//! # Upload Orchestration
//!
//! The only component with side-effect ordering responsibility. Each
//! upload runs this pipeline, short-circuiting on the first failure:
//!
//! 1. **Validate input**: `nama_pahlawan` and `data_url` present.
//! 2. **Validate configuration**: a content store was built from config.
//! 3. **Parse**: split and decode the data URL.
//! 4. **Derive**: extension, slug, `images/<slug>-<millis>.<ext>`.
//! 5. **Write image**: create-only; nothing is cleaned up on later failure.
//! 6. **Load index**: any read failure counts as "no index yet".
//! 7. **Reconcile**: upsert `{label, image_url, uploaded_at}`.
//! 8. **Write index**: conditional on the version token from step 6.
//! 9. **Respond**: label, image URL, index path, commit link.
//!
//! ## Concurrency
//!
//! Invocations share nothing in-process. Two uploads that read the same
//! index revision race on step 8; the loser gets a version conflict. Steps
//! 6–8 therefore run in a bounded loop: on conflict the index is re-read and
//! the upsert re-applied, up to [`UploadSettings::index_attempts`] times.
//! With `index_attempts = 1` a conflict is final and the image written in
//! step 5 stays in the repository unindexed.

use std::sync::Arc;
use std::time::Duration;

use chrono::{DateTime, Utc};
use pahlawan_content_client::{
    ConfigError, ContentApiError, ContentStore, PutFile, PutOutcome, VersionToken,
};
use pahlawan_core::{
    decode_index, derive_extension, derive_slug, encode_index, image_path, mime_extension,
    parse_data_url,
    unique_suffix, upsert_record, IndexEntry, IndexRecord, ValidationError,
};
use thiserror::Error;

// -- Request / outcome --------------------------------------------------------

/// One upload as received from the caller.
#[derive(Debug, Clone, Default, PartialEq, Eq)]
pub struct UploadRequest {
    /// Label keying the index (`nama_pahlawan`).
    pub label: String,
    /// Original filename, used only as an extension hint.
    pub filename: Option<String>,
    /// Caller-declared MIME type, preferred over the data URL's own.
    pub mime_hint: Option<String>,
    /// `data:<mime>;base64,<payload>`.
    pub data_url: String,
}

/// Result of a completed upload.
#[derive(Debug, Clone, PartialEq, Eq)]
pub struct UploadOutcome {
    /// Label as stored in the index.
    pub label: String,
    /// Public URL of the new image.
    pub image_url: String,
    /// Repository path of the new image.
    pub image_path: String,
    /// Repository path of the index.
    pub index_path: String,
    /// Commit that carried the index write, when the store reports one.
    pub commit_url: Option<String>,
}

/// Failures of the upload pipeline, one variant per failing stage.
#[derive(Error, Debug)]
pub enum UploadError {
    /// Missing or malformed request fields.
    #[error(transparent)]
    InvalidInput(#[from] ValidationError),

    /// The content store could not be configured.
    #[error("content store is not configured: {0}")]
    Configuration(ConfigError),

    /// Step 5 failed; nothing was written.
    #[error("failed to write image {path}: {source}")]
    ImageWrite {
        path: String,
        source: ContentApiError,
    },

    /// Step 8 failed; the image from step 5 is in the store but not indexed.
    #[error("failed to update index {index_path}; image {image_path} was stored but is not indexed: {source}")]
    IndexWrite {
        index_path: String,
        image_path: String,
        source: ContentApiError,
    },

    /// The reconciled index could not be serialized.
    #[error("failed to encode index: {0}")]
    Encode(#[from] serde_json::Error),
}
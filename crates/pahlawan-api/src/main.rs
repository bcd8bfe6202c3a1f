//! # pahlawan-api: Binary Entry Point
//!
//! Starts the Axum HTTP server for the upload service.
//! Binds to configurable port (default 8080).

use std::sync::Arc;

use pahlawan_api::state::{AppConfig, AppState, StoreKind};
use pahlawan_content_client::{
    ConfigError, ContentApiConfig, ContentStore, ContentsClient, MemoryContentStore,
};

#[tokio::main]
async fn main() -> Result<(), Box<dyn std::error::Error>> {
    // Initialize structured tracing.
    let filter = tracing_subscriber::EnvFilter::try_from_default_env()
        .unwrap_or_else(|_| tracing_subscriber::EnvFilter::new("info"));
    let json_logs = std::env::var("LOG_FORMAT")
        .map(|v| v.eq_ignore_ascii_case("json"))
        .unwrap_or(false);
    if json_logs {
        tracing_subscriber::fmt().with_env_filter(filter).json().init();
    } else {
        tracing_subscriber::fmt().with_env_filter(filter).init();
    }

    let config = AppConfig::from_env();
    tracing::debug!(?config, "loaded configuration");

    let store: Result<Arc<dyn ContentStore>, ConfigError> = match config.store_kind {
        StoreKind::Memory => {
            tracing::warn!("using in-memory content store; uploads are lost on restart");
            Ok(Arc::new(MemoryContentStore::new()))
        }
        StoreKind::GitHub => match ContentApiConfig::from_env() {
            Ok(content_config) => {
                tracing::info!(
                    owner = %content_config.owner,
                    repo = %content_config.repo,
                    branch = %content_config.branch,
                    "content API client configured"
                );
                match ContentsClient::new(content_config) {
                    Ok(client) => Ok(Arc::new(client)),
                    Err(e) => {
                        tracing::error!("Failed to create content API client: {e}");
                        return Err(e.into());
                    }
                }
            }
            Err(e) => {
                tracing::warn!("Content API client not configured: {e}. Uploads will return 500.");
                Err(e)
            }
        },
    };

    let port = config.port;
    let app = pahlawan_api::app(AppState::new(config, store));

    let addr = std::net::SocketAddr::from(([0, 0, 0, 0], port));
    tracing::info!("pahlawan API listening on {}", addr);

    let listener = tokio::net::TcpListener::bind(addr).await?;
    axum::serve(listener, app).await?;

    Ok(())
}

----

Output the listing once more. Leave each word as it stands.

//! # Upload Orchestration
//!
//! The only component with side-effect ordering responsibility. Each
//! upload runs this pipeline, short-circuiting on the first failure:
//!
//! 1. **Validate input**: `nama_pahlawan` and `data_url` present.
//! 2. **Validate configuration**: a content store was built from config.
//! 3. **Parse**: split and decode the data URL.
//! 4. **Derive**: extension, slug, `images/<slug>-<millis>.<ext>`.
//! 5. **Write image**: create-only; nothing is cleaned up on later failure.
//! 6. **Load index**: any read failure counts as "no index yet".
//! 7. **Reconcile**: upsert `{label, image_url, uploaded_at}`.
//! 8. **Write index**: conditional on the version token from step 6.
//! 9. **Respond**: label, image URL, index path, commit link.
//!
//! ## Concurrency
//!
//! Invocations share nothing in-process. Two uploads that read the same
//! index revision race on step 8; the loser gets a version conflict. Steps
//! 6–8 therefore run in a bounded loop: on conflict the index is re-read and
//! the upsert re-applied, up to [`UploadSettings::index_attempts`] times.
//! With `index_attempts = 1` a conflict is final and the image written in
//! step 5 stays in the repository unindexed.

use std::sync::Arc;
use std::time::Duration;

use chrono::{DateTime, Utc};
use pahlawan_content_client::{
    ConfigError, ContentApiError, ContentStore, PutFile, PutOutcome, VersionToken,
};
use pahlawan_core::{
    decode_index, derive_extension, derive_slug, encode_index, image_path, mime_extension,
    parse_data_url,
    unique_suffix, upsert_record, IndexEntry, IndexRecord, ValidationError,
};
use thiserror::Error;

// -- Request / outcome --------------------------------------------------------

/// One upload as received from the caller.
#[derive(Debug, Clone, Default, PartialEq, Eq)]
pub struct UploadRequest {
    /// Label keying the index (`nama_pahlawan`).
    pub label: String,
    /// Original filename, used only as an extension hint.
    pub filename: Option<String>,
    /// Caller-declared MIME type, preferred over the data URL's own.
    pub mime_hint: Option<String>,
    /// `data:<mime>;base64,<payload>`.
    pub data_url: String,
}

/// Result of a completed upload.
#[derive(Debug, Clone, PartialEq, Eq)]
pub struct UploadOutcome {
    /// Label as stored in the index.
    pub label: String,
    /// Public URL of the new image.
    pub image_url: String,
    /// Repository path of the new image.
    pub image_path: String,
    /// Repository path of the index.
    pub index_path: String,
    /// Commit that carried the index write, when the store reports one.
    pub commit_url: Option<String>,
}

/// Failures of the upload pipeline, one variant per failing stage.
#[derive(Error, Debug)]
pub enum UploadError {
    /// Missing or malformed request fields.
    #[error(transparent)]
    InvalidInput(#[from] ValidationError),

    /// The content store could not be configured.
    #[error("content store is not configured: {0}")]
    Configuration(ConfigError),

    /// Step 5 failed; nothing was written.
    #[error("failed to write image {path}: {source}")]
    ImageWrite {
        path: String,
        source: ContentApiError,
    },

    /// Step 8 failed; the image from step 5 is in the store but not indexed.
    #[error("failed to update index {index_path}; image {image_path} was stored but is not indexed: {source}")]
    IndexWrite {
        index_path: String,
        image_path: String,
        source: ContentApiError,
    },

    /// The reconciled index could not be serialized.
    #[error("failed to encode index: {0}")]
    Encode(#[from] serde_json::Error),
}
filename crates/pahlawan-api/src/main.rs
repository bcd8bfe6202c3a1f
//! # pahlawan-api: Binary Entry Point
//!
//! Starts the Axum HTTP server for the upload service.
//! Binds to configurable port (default 8080).

use std::sync::Arc;

use pahlawan_api::state::{AppConfig, AppState, StoreKind};
use pahlawan_content_client::{
    ConfigError, ContentApiConfig, ContentStore, ContentsClient, MemoryContentStore,
};

#[tokio::main]
async fn main() -> Result<(), Box<dyn std::error::Error>> {
    // Initialize structured tracing.
    let filter = tracing_subscriber::EnvFilter::try_from_default_env()
        .unwrap_or_else(|_| tracing_subscriber::EnvFilter::new("info"));
    let json_logs = std::env::var("LOG_FORMAT")
        .map(|v| v.eq_ignore_ascii_case("json"))
        .unwrap_or(false);
    if json_logs {
        tracing_subscriber::fmt().with_env_filter(filter).json().init();
    } else {
        tracing_subscriber::fmt().with_env_filter(filter).init();
    }

    let config = AppConfig::from_env();
    tracing::debug!(?config, "loaded configuration");

    let store: Result<Arc<dyn ContentStore>, ConfigError> = match config.store_kind {
        StoreKind::Memory => {
            tracing::warn!("using in-memory content store; uploads are lost on restart");
            Ok(Arc::new(MemoryContentStore::new()))
        }
        StoreKind::GitHub => match ContentApiConfig::from_env() {
            Ok(content_config) => {
                tracing::info!(
                    owner = %content_config.owner,
                    repo = %content_config.repo,
                    branch = %content_config.branch,
                    "content API client configured"
                );
                match ContentsClient::new(content_config) {
                    Ok(client) => Ok(Arc::new(client)),
                    Err(e) => {
                        tracing::error!("Failed to create content API client: {e}");
                        return Err(e.into());
                    }
                }
            }
            Err(e) => {
                tracing::warn!("Content API client not configured: {e}. Uploads will return 500.");
                Err(e)
            }
        },
    };

    let port = config.port;
    let app = pahlawan_api::app(AppState::new(config, store));

    let addr = std::net::SocketAddr::from(([0, 0, 0, 0], port));
    tracing::info!("pahlawan API listening on {}", addr);

    let listener = tokio::net::TcpListener::bind(addr).await?;
    axum::serve(listener, app).await?;

    Ok(())
}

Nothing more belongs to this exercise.